The Non-Profit/Community Service Excellence award – another new award – went to Nelson Cares Society, an agency operating since 1974 which now helps about 1,200 people every year.

“Thank you for honouring us. We live in an amazing place. Let’s keep it a healthy place for everyone,’ said Jenny Robinson, executive-director of Nelson Cares.

The award for Manufacturing/Technology/Innovation Excellence went to the Nelson Brewing Company.

“This company has put Nelson on the map,” said Kalinski, adding, “They were the pioneers of the craft brewing industry.”

Company marketing and sale manager Al McLeod accepted the award and thanked “all the local hotels for buying our beer.”

Kootenay Country Store Co-op, which grew from a small food-buying club in the Slocan Valley to a 21,000 sq-ft retail outlet on Baker Street, won for Retail Excellence.

“They do their homework,” said Kalinski, “Before it goes on the shelves, it needs to be certified organic and truly local.”

‘It’s fun running a company that is owned by the community,” said Co-op representative Allan Bloom.
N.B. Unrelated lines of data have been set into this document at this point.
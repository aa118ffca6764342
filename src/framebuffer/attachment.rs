//! Identity of framebuffer attachments and render passes, used as framebuffer cache keys.

use ash::vk;

/// Identifies a single framebuffer attachment by the image view it refers to and the dimensions and format
/// of that view.
#[derive(Debug, Copy, Clone, PartialEq, Eq, Hash)]
pub struct AttachmentIdentity {
    /// The image view bound to the attachment slot.
    pub view: vk::ImageView,
    /// Width of the attachment in pixels.
    pub width: u32,
    /// Height of the attachment in pixels.
    pub height: u32,
    /// Format of the image view.
    pub format: vk::Format,
}

impl AttachmentIdentity {
    /// Create a new attachment identity.
    pub fn new(view: vk::ImageView, width: u32, height: u32, format: vk::Format) -> Self {
        Self {
            view,
            width,
            height,
            format,
        }
    }

    /// Size of this attachment.
    pub fn extent(&self) -> vk::Extent2D {
        vk::Extent2D {
            width: self.width,
            height: self.height,
        }
    }
}

/// The render pass a framebuffer is created for.
///
/// Framebuffers can be shared between compatible render passes. Two render passes given the same
/// `compatibility` tag are considered compatible, and will share cached framebuffers.
/// By default the tag is the raw render pass handle, so no two render passes share framebuffers.
#[derive(Debug, Copy, Clone, PartialEq, Eq, Hash)]
pub struct RenderPassInfo {
    /// The render pass used when a new framebuffer has to be created.
    pub handle: vk::RenderPass,
    /// Render pass compatibility tag.
    pub compatibility: u64,
    /// Amount of array layers in the framebuffer.
    pub layers: u32,
}

impl RenderPassInfo {
    /// Create render pass info for a single-layer framebuffer, tagged by the render pass handle.
    pub fn new(handle: vk::RenderPass) -> Self {
        use ash::vk::Handle;
        Self {
            handle,
            compatibility: handle.as_raw(),
            layers: 1,
        }
    }

    /// Override the compatibility tag.
    pub fn with_compatibility(mut self, tag: u64) -> Self {
        self.compatibility = tag;
        self
    }

    /// Set the amount of array layers. Clamped to at least one.
    pub fn with_layers(mut self, layers: u32) -> Self {
        self.layers = layers.max(1);
        self
    }
}

/// Structural identity of a framebuffer. Attachment order is significant.
#[derive(Debug, Clone, PartialEq, Eq, Hash)]
pub struct FramebufferKey {
    /// Attachments in the order the render pass expects them.
    pub attachments: Vec<AttachmentIdentity>,
    /// Render pass compatibility tag.
    pub compatibility: u64,
    /// Amount of array layers.
    pub layers: u32,
    /// Whether one of the attachments is a swapchain image.
    pub targets_swapchain: bool,
}

impl FramebufferKey {
    /// Build a key from a render pass and its attachments.
    pub fn new(render_pass: &RenderPassInfo, attachments: &[AttachmentIdentity], targets_swapchain: bool) -> Self {
        Self {
            attachments: attachments.to_vec(),
            compatibility: render_pass.compatibility,
            layers: render_pass.layers,
            targets_swapchain,
        }
    }

    /// True if any attachment refers to this image view.
    pub fn references(&self, view: vk::ImageView) -> bool {
        self.attachments.iter().any(|attachment| attachment.view == view)
    }

    /// Largest extent every attachment can accommodate, or `None` if there are no attachments.
    pub fn extent(&self) -> Option<vk::Extent2D> {
        self.attachments
            .iter()
            .map(AttachmentIdentity::extent)
            .reduce(|a, b| vk::Extent2D {
                width: a.width.min(b.width),
                height: a.height.min(b.height),
            })
    }
}
//! Framebuffer caching.
//!
//! Framebuffers are requested through a [`FramebufferCache`](cache::FramebufferCache), either directly or through a
//! [`FramebufferBuilder`](builder::FramebufferBuilder). Requests with the same attachments, sizes, formats and render pass
//! compatibility return the same `VkFramebuffer`. Attachment order matters.
//!
//! Framebuffers are never invalidated automatically. Whenever an attachment is resized or destroyed, call
//! [`FramebufferCache::delete_related`](cache::FramebufferCache::delete_related). After the swapchain was recreated,
//! call [`FramebufferCache::resize_swapchain`](cache::FramebufferCache::resize_swapchain).

pub mod attachment;
pub mod builder;
pub mod cache;
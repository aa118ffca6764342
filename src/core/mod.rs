//! The core module holds the device seam every cache in this crate is built on.
//!
//! - [`traits::DeviceInterface`] lists the Vulkan calls the caches need.
//! - [`device::Device`] implements it on top of an `ash::Device`.
//! - [`error::Error`] is the error type returned throughout the crate.

pub mod device;
pub mod error;
pub mod traits;
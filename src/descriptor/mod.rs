//! This module handles everything related to descriptor sets.
//!
//! - [`LayoutCache`](layout_cache::LayoutCache) deduplicates descriptor set layouts. Two descriptions with the same bindings
//! always yield the same `VkDescriptorSetLayout`, regardless of the order the bindings were declared in.
//! One cache is shared by the whole renderer.
//! - [`DescriptorAllocator`](allocator::DescriptorAllocator) allocates descriptor sets from pools that are recycled in bulk.
//! Use one allocator per frame in flight, and reset it once that frame's GPU work has finished.
//! - [`DescriptorBuilder`](builder::DescriptorBuilder) ties both together: bind resources to slots and get back a
//! fully written descriptor set.
//!
//! # Example
//!
//! ```ignore
//! use deimos::prelude::*;
//!
//! let layouts = LayoutCache::new(device.clone());
//! let mut allocator = DescriptorAllocator::with_defaults(device.clone());
//!
//! let set = DescriptorBuilder::begin(&layouts, &mut allocator)
//!     // In GLSL this would be a descriptor
//!     // layout(set = X, binding = 0) uniform sampler2D tex;
//!     .bind_image(0, Some(image_info), vk::DescriptorType::COMBINED_IMAGE_SAMPLER, vk::ShaderStageFlags::FRAGMENT, 1)
//!     .build()?;
//!
//! // Once the GPU is done with this frame
//! allocator.reset_pools()?;
//! ```

pub mod allocator;
pub mod builder;
pub mod layout_cache;
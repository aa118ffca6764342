//! Exposes the deimos error type

use std::ffi::NulError;
use std::sync::PoisonError;

use ash::vk;
use thiserror::Error;

/// Error type that deimos can return.
#[derive(Error, Debug)]
pub enum Error {
    /// Could not convert rust string to C-String because it has null bytes
    #[error("Invalid C string")]
    InvalidString(NulError),
    /// Generic Vulkan error type.
    #[error("Vulkan error: `{0}`")]
    VkError(vk::Result),
    /// A descriptor pool ran out of space, and a freshly grabbed pool could not satisfy the request either.
    #[error("Descriptor pool exhausted twice in a row: `{0}`")]
    AllocationExhausted(vk::Result),
    /// Creating a Vulkan object failed. This is never retried.
    #[error("Failed to create {object}: `{result}`")]
    DeviceObjectCreation {
        /// Kind of object that was being created
        object: &'static str,
        /// Error code returned by the driver
        result: vk::Result,
    },
    /// Poisoned mutex
    #[error("Poisoned mutex")]
    PoisonError,
    /// Failed to spawn a worker thread for the task scheduler.
    #[error("Failed to spawn worker thread: `{0}`")]
    ThreadSpawn(std::io::Error),
    /// Tried to submit work to a task scheduler that is shutting down or stopped.
    #[error("Task scheduler is not running")]
    SchedulerStopped,
    /// Tried to build a framebuffer without specifying the render pass it is used with.
    #[error("No render pass given for framebuffer")]
    NoRenderPass,
    /// Tried to create a framebuffer with no attachments.
    #[error("Framebuffer needs at least one attachment")]
    NoAttachments,
    /// A frame index outside of the configured frames in flight was requested.
    #[error("Frame index {0} out of range for {1} frames in flight")]
    InvalidFrameIndex(usize, usize),
    /// Uncategorized error.
    #[error("Uncategorized error: `{0}`")]
    Uncategorized(&'static str),
}

impl Error {
    /// Wrap a driver error returned while creating a Vulkan object.
    pub(crate) fn creation(object: &'static str) -> impl FnOnce(vk::Result) -> Error {
        move |result| Error::DeviceObjectCreation {
            object,
            result,
        }
    }
}

impl From<NulError> for Error {
    fn from(value: NulError) -> Self {
        Error::InvalidString(value)
    }
}

impl From<vk::Result> for Error {
    fn from(value: vk::Result) -> Self {
        Error::VkError(value)
    }
}

impl<T> From<PoisonError<T>> for Error {
    fn from(_: PoisonError<T>) -> Self {
        Error::PoisonError
    }
}
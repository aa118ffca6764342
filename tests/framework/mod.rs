#![allow(dead_code)]

use std::collections::{HashMap, VecDeque};
use std::ffi::CStr;
use std::sync::atomic::{AtomicBool, AtomicU64, AtomicUsize, Ordering};
use std::sync::{Arc, Mutex};

use anyhow::Result;
use ash::prelude::VkResult;
use ash::vk;
use ash::vk::Handle;

use deimos::prelude::*;

/// Bookkeeping for a descriptor pool created by the mock device.
#[derive(Debug, Copy, Clone)]
pub struct PoolRecord {
    pub max_sets: u32,
    pub allocated: u32,
    pub resets: u32,
}

/// A layout binding without its immutable sampler pointer, so it can be stored across threads.
#[derive(Debug, Copy, Clone, PartialEq, Eq)]
pub struct LayoutBindingRecord {
    pub binding: u32,
    pub ty: vk::DescriptorType,
    pub count: u32,
    pub stages: vk::ShaderStageFlags,
}

/// Parameters a framebuffer was created with.
#[derive(Debug, Clone)]
pub struct FramebufferRecord {
    pub render_pass: vk::RenderPass,
    pub attachments: Vec<vk::ImageView>,
    pub extent: vk::Extent2D,
    pub layers: u32,
}

/// A single descriptor write, with its resource infos copied out of the raw pointers.
#[derive(Debug, Clone)]
pub struct WriteRecord {
    pub set: vk::DescriptorSet,
    pub binding: u32,
    pub array_element: u32,
    pub ty: vk::DescriptorType,
    pub count: u32,
    pub buffers: Vec<vk::DescriptorBufferInfo>,
    pub images: Vec<vk::DescriptorImageInfo>,
}

#[derive(Debug, Default)]
struct MockState {
    next_handle: AtomicU64,
    layouts: Mutex<HashMap<u64, Vec<LayoutBindingRecord>>>,
    layouts_created: AtomicUsize,
    layouts_destroyed: AtomicUsize,
    pools: Mutex<HashMap<u64, PoolRecord>>,
    pools_created: AtomicUsize,
    pools_destroyed: AtomicUsize,
    framebuffers: Mutex<HashMap<u64, FramebufferRecord>>,
    framebuffers_created: AtomicUsize,
    framebuffers_destroyed: AtomicUsize,
    writes: Mutex<Vec<WriteRecord>>,
    update_calls: AtomicUsize,
    allocation_failures: Mutex<VecDeque<vk::Result>>,
    layout_failures: Mutex<VecDeque<vk::Result>>,
    framebuffer_failures: Mutex<VecDeque<vk::Result>>,
    reset_failures: Mutex<VecDeque<vk::Result>>,
    panic_on_layout: AtomicBool,
    names: Mutex<HashMap<u64, (vk::ObjectType, String)>>,
}

/// In-memory device that hands out unique handles and records every call.
/// Descriptor pools enforce their `max_sets` limit, like a real driver would.
#[derive(Debug, Clone, Default)]
pub struct MockDevice {
    state: Arc<MockState>,
}

impl MockDevice {
    pub fn new() -> Self {
        Self::default()
    }

    fn next_handle(&self) -> u64 {
        self.state.next_handle.fetch_add(1, Ordering::Relaxed) + 1
    }

    /// Make the next allocations fail with the given results, in order.
    pub fn fail_allocations(&self, results: &[vk::Result]) {
        self.state.allocation_failures.lock().unwrap().extend(results.iter().copied());
    }

    pub fn fail_next_layout(&self, result: vk::Result) {
        self.state.layout_failures.lock().unwrap().push_back(result);
    }

    /// Make the next layout creation panic, as a broken driver call would.
    pub fn panic_next_layout(&self) {
        self.state.panic_on_layout.store(true, Ordering::SeqCst);
    }

    pub fn fail_next_framebuffer(&self, result: vk::Result) {
        self.state.framebuffer_failures.lock().unwrap().push_back(result);
    }

    pub fn fail_next_reset(&self, result: vk::Result) {
        self.state.reset_failures.lock().unwrap().push_back(result);
    }

    pub fn layouts_created(&self) -> usize {
        self.state.layouts_created.load(Ordering::Relaxed)
    }

    pub fn layouts_destroyed(&self) -> usize {
        self.state.layouts_destroyed.load(Ordering::Relaxed)
    }

    pub fn layout_bindings(&self, layout: vk::DescriptorSetLayout) -> Option<Vec<LayoutBindingRecord>> {
        self.state.layouts.lock().unwrap().get(&layout.as_raw()).cloned()
    }

    pub fn pools_created(&self) -> usize {
        self.state.pools_created.load(Ordering::Relaxed)
    }

    pub fn pools_destroyed(&self) -> usize {
        self.state.pools_destroyed.load(Ordering::Relaxed)
    }

    pub fn pool(&self, pool: vk::DescriptorPool) -> Option<PoolRecord> {
        self.state.pools.lock().unwrap().get(&pool.as_raw()).copied()
    }

    pub fn framebuffers_created(&self) -> usize {
        self.state.framebuffers_created.load(Ordering::Relaxed)
    }

    pub fn framebuffers_destroyed(&self) -> usize {
        self.state.framebuffers_destroyed.load(Ordering::Relaxed)
    }

    pub fn framebuffer(&self, framebuffer: vk::Framebuffer) -> Option<FramebufferRecord> {
        self.state
            .framebuffers
            .lock()
            .unwrap()
            .get(&framebuffer.as_raw())
            .cloned()
    }

    pub fn is_framebuffer_alive(&self, framebuffer: vk::Framebuffer) -> bool {
        self.framebuffer(framebuffer).is_some()
    }

    pub fn writes(&self) -> Vec<WriteRecord> {
        self.state.writes.lock().unwrap().clone()
    }

    pub fn update_calls(&self) -> usize {
        self.state.update_calls.load(Ordering::Relaxed)
    }

    /// Debug name attached to a handle, with the object type it was given for.
    pub fn name_of<H: Handle>(&self, object: H) -> Option<(vk::ObjectType, String)> {
        self.state.names.lock().unwrap().get(&object.as_raw()).cloned()
    }
}

impl DeviceInterface for MockDevice {
    fn create_descriptor_set_layout(&self, bindings: &[vk::DescriptorSetLayoutBinding]) -> VkResult<vk::DescriptorSetLayout> {
        if self.state.panic_on_layout.swap(false, Ordering::SeqCst) {
            panic!("descriptor set layout creation panicked");
        }
        if let Some(result) = self.state.layout_failures.lock().unwrap().pop_front() {
            return Err(result);
        }
        let raw = self.next_handle();
        let records = bindings
            .iter()
            .map(|binding| LayoutBindingRecord {
                binding: binding.binding,
                ty: binding.descriptor_type,
                count: binding.descriptor_count,
                stages: binding.stage_flags,
            })
            .collect();
        self.state.layouts.lock().unwrap().insert(raw, records);
        self.state.layouts_created.fetch_add(1, Ordering::Relaxed);
        Ok(vk::DescriptorSetLayout::from_raw(raw))
    }

    fn destroy_descriptor_set_layout(&self, layout: vk::DescriptorSetLayout) {
        let removed = self.state.layouts.lock().unwrap().remove(&layout.as_raw());
        assert!(removed.is_some(), "descriptor set layout {layout:?} destroyed twice");
        self.state.layouts_destroyed.fetch_add(1, Ordering::Relaxed);
    }

    fn create_descriptor_pool(&self, _sizes: &[vk::DescriptorPoolSize], max_sets: u32) -> VkResult<vk::DescriptorPool> {
        let raw = self.next_handle();
        self.state.pools.lock().unwrap().insert(
            raw,
            PoolRecord {
                max_sets,
                allocated: 0,
                resets: 0,
            },
        );
        self.state.pools_created.fetch_add(1, Ordering::Relaxed);
        Ok(vk::DescriptorPool::from_raw(raw))
    }

    fn reset_descriptor_pool(&self, pool: vk::DescriptorPool) -> VkResult<()> {
        let mut pools = self.state.pools.lock().unwrap();
        let record = pools
            .get_mut(&pool.as_raw())
            .expect("reset of unknown descriptor pool");
        record.allocated = 0;
        record.resets += 1;
        match self.state.reset_failures.lock().unwrap().pop_front() {
            Some(result) => Err(result),
            None => Ok(()),
        }
    }

    fn destroy_descriptor_pool(&self, pool: vk::DescriptorPool) {
        let removed = self.state.pools.lock().unwrap().remove(&pool.as_raw());
        assert!(removed.is_some(), "descriptor pool {pool:?} destroyed twice");
        self.state.pools_destroyed.fetch_add(1, Ordering::Relaxed);
    }

    fn allocate_descriptor_set(&self, pool: vk::DescriptorPool, _layout: vk::DescriptorSetLayout) -> VkResult<vk::DescriptorSet> {
        if let Some(result) = self.state.allocation_failures.lock().unwrap().pop_front() {
            return Err(result);
        }
        let mut pools = self.state.pools.lock().unwrap();
        let record = pools
            .get_mut(&pool.as_raw())
            .expect("allocation from unknown descriptor pool");
        if record.allocated >= record.max_sets {
            return Err(vk::Result::ERROR_OUT_OF_POOL_MEMORY);
        }
        record.allocated += 1;
        drop(pools);
        Ok(vk::DescriptorSet::from_raw(self.next_handle()))
    }

    unsafe fn update_descriptor_sets(&self, writes: &[vk::WriteDescriptorSet]) {
        self.state.update_calls.fetch_add(1, Ordering::Relaxed);
        let mut recorded = self.state.writes.lock().unwrap();
        for write in writes {
            let count = write.descriptor_count as usize;
            let buffers = if write.p_buffer_info.is_null() {
                vec![]
            } else {
                std::slice::from_raw_parts(write.p_buffer_info, count).to_vec()
            };
            let images = if write.p_image_info.is_null() {
                vec![]
            } else {
                std::slice::from_raw_parts(write.p_image_info, count).to_vec()
            };
            recorded.push(WriteRecord {
                set: write.dst_set,
                binding: write.dst_binding,
                array_element: write.dst_array_element,
                ty: write.descriptor_type,
                count: write.descriptor_count,
                buffers,
                images,
            });
        }
    }

    fn create_framebuffer(
        &self,
        render_pass: vk::RenderPass,
        attachments: &[vk::ImageView],
        extent: vk::Extent2D,
        layers: u32,
    ) -> VkResult<vk::Framebuffer> {
        if let Some(result) = self.state.framebuffer_failures.lock().unwrap().pop_front() {
            return Err(result);
        }
        let raw = self.next_handle();
        self.state.framebuffers.lock().unwrap().insert(
            raw,
            FramebufferRecord {
                render_pass,
                attachments: attachments.to_vec(),
                extent,
                layers,
            },
        );
        self.state.framebuffers_created.fetch_add(1, Ordering::Relaxed);
        Ok(vk::Framebuffer::from_raw(raw))
    }

    fn destroy_framebuffer(&self, framebuffer: vk::Framebuffer) {
        let removed = self.state.framebuffers.lock().unwrap().remove(&framebuffer.as_raw());
        assert!(removed.is_some(), "framebuffer {framebuffer:?} destroyed twice");
        self.state.framebuffers_destroyed.fetch_add(1, Ordering::Relaxed);
    }

    fn set_debug_name(&self, object_type: vk::ObjectType, handle: u64, name: &CStr) -> Result<()> {
        self.state
            .names
            .lock()
            .unwrap()
            .insert(handle, (object_type, name.to_string_lossy().into_owned()));
        Ok(())
    }
}

/// Enable logging for a test. Safe to call from every test, only the first call installs the logger.
pub fn init_logging() {
    let _ = pretty_env_logger::formatted_builder()
        .filter_level(log::LevelFilter::Debug)
        .is_test(true)
        .try_init();
}

/// Creates a mock device ready for automated tests
pub fn make_device() -> MockDevice {
    init_logging();
    MockDevice::new()
}

pub fn image_view(raw: u64) -> vk::ImageView {
    vk::ImageView::from_raw(raw)
}

pub fn render_pass(raw: u64) -> vk::RenderPass {
    vk::RenderPass::from_raw(raw)
}

pub fn buffer_info(raw: u64, offset: u64, range: u64) -> vk::DescriptorBufferInfo {
    vk::DescriptorBufferInfo {
        buffer: vk::Buffer::from_raw(raw),
        offset,
        range,
    }
}

pub fn image_info(view: u64) -> vk::DescriptorImageInfo {
    vk::DescriptorImageInfo {
        sampler: vk::Sampler::null(),
        image_view: image_view(view),
        image_layout: vk::ImageLayout::SHADER_READ_ONLY_OPTIMAL,
    }
}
Finley’s Bar and Grill, a Vernon Street favourite, won the award for Hospitality – Food and Beverage Excellence.

“This is truly a dream come true for us,’ said co-owner Tanya Finley, referring to a financially stressful start for her and co-owner/partner Brent Holowaychuk when they started Finley’s in 2003.

She thanked “all of our great staff” before she was overcome with emotion.

The Tourism Excellence Award went to the Baldface Lodge, a backcountry resort north of Nelson that draws guests from around the world.

“In GQ magazine, Baldface is described as having the best powder north of Bolivia,” said Kalinski, a remark that drew laughter from the crowd.

The Professional Service Excellence Award went to Timberland Consultant, a company that provides forest-related services in the field of planning, technical engineering, silvaculture, research and adminstration.

There were 266 unique business nominated for the Business Excellence Awards from more than 800 total nominatons.

Thomson paid tribute to the countless hours spent by Kalinski and Auliffe, both retired businessmen, saying, “hats off to these guys.”

In previous years, the chamber presented four business awards.